SYNTHESIS OF THE RESULTS OBTAINED ON THE ADVANCED UO 2

5. CONCLUSION AND OUTLOOK

Different kinds of undoped and doped UO2 fuels were fabricated and irradiated in the TANOX device, in the Siloé reactor. The temperature at the centre of the annular pellets was maintained under 700°C until the end of the irradiation so as to avoid activation of thermal gas diffusion and release. The pellets, which had reached a burn-up of about 10 GWd/tU, were then submitted to post-irradiation annealing tests at 1700°C intended to stimulate fission gas release and to test their retention capacity. The 85Kr release was measured by gamma spectrometry after 30 minutes and 5 hours at 1700°C, and the samples were examined by optical micrography.

The results show that the fuels with best fission gas retention are characterized by both a large grain size (over 50 µm) and intragranular sites which are favourable to gas bubble nucleation and pinning. These characteristics are achieved in (i) large grained UO2.01and UO2.02fuels in which structural defects due to the hyperstoichiometry are favourable to bubble nucleation, (ii) UO2 doped with 0.2% Cr2O3 which acts as a grain growth activator and also forms second phase precipitates. Gas release can even be lower if intergranular gas retention is improved by the addition of a small quantity of silica.

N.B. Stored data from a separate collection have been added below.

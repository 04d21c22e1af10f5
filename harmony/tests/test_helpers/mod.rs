//! Shared helpers for harmony integration tests.
//!
//! Builds a small byte-level vocabulary (every byte plus a handful of
//! merges) carrying the real harmony special ids, so rendering and parsing
//! can be exercised without the full o200k vocabulary.

#![allow(dead_code)]

use std::collections::HashMap;
use std::io::Write;

use base64::Engine;
use harmony::{build_harmony_encoding, HarmonyEncoding, HarmonyEncodingName, Rank};

/// Merged tokens, in rank order after the 256 single bytes. Each entry must
/// be the concatenation of two tokens that already exist.
const MERGES: &[&str] = &[
    "he", "ll", "in", "er", "an", " t", "hell", "hello", "us", "user", "on", "en", "ch",
];

/// Ordinary ranks of the synthetic vocabulary.
pub fn ranks() -> HashMap<Vec<u8>, Rank> {
    let mut ranks: HashMap<Vec<u8>, Rank> =
        (0..=255u8).map(|b| (vec![b], Rank::from(b))).collect();
    for merge in MERGES {
        let next = Rank::try_from(ranks.len()).expect("rank overflow");
        ranks.entry(merge.as_bytes().to_vec()).or_insert(next);
    }
    ranks
}

/// Encoding over the synthetic vocabulary.
pub fn encoding() -> HarmonyEncoding {
    build_harmony_encoding(HarmonyEncodingName::HarmonyGptOss, ranks())
        .expect("Failed to build test encoding")
}

/// Tokenize text that may contain special-token surface forms.
pub fn tokens(enc: &HarmonyEncoding, text: &str) -> Vec<Rank> {
    enc.tokenizer()
        .encode_with_special_tokens(text)
        .expect("Failed to tokenize")
}

/// Decode tokens, showing special tokens by their surface form.
pub fn decode(enc: &HarmonyEncoding, tokens: &[Rank]) -> String {
    enc.tokenizer().decode_utf8(tokens).expect("Failed to decode")
}

/// Write the synthetic vocabulary as a tiktoken rank file.
pub fn write_rank_file(dir: &std::path::Path) -> std::path::PathBuf {
    let path = dir.join("test.tiktoken");
    let mut entries: Vec<(Vec<u8>, Rank)> = ranks().into_iter().collect();
    entries.sort_by_key(|(_, rank)| *rank);

    let mut file = std::fs::File::create(&path).expect("Failed to create rank file");
    for (bytes, rank) in entries {
        let encoded = base64::engine::general_purpose::STANDARD.encode(bytes);
        writeln!(file, "{encoded} {rank}").expect("Failed to write rank file");
    }
    path
}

On the basis of these results, several microstructures were selected for a further study of gas retention at high burn-up: UO2 doped with 0.2% Cr2O3, submitted or not to a post-sintering reducing anneal, UO2 doped with 0.2% Cr2O3 and 0.02 % SiO2 and UO2.02 doped with 0.2 % Cr2O3. These fuels were irradiated in the TANOXOS device located in the Osiris reactor, to a burn-up of 65 GWd/tU. After irradiation, fuel samples were submitted to annealing tests; the first recent results show that doped stoichiometric fuels have a better gas retention capacity than undoped fuel and prove their interest for high burn-up conditions.

Besides these analytical studies, an irradiation of doped UO2 fuels was launched in order to test their behaviour in a PWR (CONCERTO program, directed by FRAMATOME-ANP in cooperation with EDF and the CEA). The fuels were doped with Cr2O3, SiO2, and/or Al2O3

and they were manufactured by FBFC.

Some power ramp tests were performed on chromium oxide doped UO2 segments, which had been discharged after two PWR irradiation cycles [17]. These ramps aimed at testing the behaviour of the fuel in conditions of pellet-cladding mechanical interaction. The segments could withstand very high ramp power levels without failure. Moreover, rod punctures performed after ramp tests showed a lower fission gas release compared to standard UO2, which confirms the improved fission gas retention capacity of the doped fuel.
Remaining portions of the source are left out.